>>>>>

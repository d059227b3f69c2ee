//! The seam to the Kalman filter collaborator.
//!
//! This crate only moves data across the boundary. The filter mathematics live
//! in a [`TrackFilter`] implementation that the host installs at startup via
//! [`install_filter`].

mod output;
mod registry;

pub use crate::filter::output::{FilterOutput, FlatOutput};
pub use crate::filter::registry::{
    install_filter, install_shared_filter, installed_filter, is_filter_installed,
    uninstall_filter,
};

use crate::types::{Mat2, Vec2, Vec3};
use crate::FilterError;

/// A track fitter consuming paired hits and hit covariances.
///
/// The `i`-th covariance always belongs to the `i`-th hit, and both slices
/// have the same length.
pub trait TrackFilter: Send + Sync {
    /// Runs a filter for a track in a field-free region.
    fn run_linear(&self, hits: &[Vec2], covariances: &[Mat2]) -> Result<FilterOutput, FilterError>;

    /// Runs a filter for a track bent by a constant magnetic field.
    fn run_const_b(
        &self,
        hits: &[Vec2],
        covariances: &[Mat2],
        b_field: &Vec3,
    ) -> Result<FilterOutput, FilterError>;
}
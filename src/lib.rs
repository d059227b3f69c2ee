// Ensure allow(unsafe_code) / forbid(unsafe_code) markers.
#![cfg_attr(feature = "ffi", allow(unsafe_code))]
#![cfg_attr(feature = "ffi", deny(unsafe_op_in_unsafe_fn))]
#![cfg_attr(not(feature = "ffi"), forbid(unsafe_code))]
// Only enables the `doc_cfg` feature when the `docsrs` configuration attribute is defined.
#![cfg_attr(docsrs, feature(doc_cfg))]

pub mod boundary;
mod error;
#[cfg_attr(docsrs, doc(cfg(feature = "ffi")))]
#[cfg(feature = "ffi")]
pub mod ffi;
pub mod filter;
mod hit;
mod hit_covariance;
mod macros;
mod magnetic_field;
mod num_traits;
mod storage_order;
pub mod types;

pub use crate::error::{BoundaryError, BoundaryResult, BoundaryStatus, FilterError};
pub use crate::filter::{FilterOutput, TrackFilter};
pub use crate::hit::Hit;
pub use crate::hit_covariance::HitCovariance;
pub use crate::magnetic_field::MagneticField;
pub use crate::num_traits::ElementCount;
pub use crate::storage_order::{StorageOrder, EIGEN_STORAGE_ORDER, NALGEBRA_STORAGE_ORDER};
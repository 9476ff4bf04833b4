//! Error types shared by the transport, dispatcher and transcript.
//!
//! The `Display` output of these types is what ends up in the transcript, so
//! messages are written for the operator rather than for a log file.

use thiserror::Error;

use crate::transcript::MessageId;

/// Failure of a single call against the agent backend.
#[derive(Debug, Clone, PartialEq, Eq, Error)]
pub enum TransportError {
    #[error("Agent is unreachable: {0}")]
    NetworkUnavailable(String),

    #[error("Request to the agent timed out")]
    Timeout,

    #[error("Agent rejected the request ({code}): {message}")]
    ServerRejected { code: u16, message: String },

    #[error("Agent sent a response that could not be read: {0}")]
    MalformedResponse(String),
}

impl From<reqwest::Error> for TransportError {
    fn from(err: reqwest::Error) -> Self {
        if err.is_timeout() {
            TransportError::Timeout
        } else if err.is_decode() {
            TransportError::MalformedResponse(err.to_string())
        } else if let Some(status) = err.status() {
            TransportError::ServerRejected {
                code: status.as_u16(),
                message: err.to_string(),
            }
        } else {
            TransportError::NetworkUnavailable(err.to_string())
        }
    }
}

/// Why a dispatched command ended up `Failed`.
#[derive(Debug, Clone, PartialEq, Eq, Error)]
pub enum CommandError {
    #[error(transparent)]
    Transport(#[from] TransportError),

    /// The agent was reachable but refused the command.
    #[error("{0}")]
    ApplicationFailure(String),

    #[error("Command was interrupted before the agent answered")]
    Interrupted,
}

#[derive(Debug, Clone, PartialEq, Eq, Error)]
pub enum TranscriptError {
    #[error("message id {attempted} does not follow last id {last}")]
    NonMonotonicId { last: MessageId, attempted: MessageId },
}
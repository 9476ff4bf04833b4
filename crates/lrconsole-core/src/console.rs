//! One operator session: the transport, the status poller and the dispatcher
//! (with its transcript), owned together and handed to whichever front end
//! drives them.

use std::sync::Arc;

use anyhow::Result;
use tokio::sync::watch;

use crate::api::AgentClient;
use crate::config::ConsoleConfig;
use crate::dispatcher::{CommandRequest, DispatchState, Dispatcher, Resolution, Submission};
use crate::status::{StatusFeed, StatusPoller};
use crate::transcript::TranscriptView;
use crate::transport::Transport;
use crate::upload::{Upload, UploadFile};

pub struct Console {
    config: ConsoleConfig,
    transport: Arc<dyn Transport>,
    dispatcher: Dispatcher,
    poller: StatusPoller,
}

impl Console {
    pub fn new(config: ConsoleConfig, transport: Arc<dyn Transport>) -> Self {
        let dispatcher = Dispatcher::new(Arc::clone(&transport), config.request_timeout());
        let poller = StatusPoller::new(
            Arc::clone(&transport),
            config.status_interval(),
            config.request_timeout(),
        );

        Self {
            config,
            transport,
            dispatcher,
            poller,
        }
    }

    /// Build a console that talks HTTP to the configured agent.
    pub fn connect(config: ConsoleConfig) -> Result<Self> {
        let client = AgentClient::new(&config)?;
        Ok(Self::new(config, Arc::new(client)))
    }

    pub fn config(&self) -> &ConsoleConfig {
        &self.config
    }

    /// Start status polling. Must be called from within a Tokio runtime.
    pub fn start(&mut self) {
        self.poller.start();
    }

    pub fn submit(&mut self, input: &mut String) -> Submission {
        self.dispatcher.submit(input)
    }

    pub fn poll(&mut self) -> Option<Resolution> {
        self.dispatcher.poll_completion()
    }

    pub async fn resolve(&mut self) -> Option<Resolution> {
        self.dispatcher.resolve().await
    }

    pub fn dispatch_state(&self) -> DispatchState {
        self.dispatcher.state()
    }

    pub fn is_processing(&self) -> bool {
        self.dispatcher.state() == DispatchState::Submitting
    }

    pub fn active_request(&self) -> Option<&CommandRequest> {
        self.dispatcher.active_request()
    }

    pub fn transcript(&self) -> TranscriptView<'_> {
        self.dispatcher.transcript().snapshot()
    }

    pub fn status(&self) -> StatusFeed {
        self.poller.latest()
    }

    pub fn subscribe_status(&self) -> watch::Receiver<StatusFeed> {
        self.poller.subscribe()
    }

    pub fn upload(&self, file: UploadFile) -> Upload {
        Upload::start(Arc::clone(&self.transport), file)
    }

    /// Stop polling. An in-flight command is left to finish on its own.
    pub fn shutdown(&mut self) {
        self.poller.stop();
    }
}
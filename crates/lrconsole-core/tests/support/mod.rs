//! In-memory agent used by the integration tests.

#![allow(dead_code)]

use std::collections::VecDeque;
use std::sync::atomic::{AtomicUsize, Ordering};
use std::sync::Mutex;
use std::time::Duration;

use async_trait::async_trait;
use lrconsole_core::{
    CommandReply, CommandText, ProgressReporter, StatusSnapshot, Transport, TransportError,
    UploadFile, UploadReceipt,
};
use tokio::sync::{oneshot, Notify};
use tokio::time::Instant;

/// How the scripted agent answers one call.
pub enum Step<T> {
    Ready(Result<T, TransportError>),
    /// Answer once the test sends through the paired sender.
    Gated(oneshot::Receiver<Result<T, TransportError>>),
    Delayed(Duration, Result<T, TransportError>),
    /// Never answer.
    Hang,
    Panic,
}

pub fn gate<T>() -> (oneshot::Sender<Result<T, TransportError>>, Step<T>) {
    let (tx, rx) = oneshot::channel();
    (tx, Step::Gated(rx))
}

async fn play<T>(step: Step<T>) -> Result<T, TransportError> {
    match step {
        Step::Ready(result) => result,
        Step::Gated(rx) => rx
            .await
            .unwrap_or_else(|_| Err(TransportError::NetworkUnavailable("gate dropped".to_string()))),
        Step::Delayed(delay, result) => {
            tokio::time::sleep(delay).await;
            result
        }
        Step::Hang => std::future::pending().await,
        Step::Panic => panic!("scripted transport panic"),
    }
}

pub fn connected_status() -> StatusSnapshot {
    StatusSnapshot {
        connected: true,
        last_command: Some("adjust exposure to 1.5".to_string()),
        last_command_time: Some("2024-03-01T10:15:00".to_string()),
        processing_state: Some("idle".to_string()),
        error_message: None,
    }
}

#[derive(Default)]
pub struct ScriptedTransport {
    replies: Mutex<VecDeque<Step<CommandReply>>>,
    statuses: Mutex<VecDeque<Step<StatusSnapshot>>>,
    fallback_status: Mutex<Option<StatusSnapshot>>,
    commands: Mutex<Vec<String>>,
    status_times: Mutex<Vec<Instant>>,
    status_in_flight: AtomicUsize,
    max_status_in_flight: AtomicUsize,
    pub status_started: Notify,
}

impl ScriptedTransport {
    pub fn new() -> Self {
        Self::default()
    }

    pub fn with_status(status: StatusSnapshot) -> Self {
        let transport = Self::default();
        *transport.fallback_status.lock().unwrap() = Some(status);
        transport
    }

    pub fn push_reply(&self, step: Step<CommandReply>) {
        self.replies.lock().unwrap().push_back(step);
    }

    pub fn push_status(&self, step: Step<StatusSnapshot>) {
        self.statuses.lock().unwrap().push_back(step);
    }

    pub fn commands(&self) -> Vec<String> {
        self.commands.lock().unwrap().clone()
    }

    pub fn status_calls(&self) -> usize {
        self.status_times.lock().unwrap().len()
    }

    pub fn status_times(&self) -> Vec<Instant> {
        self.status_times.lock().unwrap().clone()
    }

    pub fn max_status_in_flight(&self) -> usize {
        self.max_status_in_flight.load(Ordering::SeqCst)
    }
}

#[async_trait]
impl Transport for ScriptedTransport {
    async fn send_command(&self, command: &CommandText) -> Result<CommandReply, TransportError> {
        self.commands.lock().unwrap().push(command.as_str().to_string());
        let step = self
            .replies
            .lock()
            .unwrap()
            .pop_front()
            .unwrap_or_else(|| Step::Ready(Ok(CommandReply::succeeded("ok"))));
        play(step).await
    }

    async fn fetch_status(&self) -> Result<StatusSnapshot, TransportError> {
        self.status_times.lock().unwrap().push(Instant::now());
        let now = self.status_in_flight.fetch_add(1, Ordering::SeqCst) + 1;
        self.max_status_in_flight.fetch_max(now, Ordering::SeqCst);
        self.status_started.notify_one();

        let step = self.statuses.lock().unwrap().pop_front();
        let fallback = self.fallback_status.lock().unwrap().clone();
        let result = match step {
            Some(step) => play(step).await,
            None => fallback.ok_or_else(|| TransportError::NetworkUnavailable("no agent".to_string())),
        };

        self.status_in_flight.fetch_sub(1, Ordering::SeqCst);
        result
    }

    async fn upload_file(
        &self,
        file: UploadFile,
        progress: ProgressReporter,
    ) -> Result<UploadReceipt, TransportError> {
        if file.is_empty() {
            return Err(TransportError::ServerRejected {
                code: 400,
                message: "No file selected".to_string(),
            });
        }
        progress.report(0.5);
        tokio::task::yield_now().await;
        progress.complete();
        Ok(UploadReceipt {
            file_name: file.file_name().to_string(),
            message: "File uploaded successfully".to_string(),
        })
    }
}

<<<<<

If a line above contains the word "allow", list it.

// Ensure allow(unsafe_code) / forbid(unsafe_code) markers.
#![cfg_attr(feature = "ffi", allow(unsafe_code))]
#![allow(dead_code)]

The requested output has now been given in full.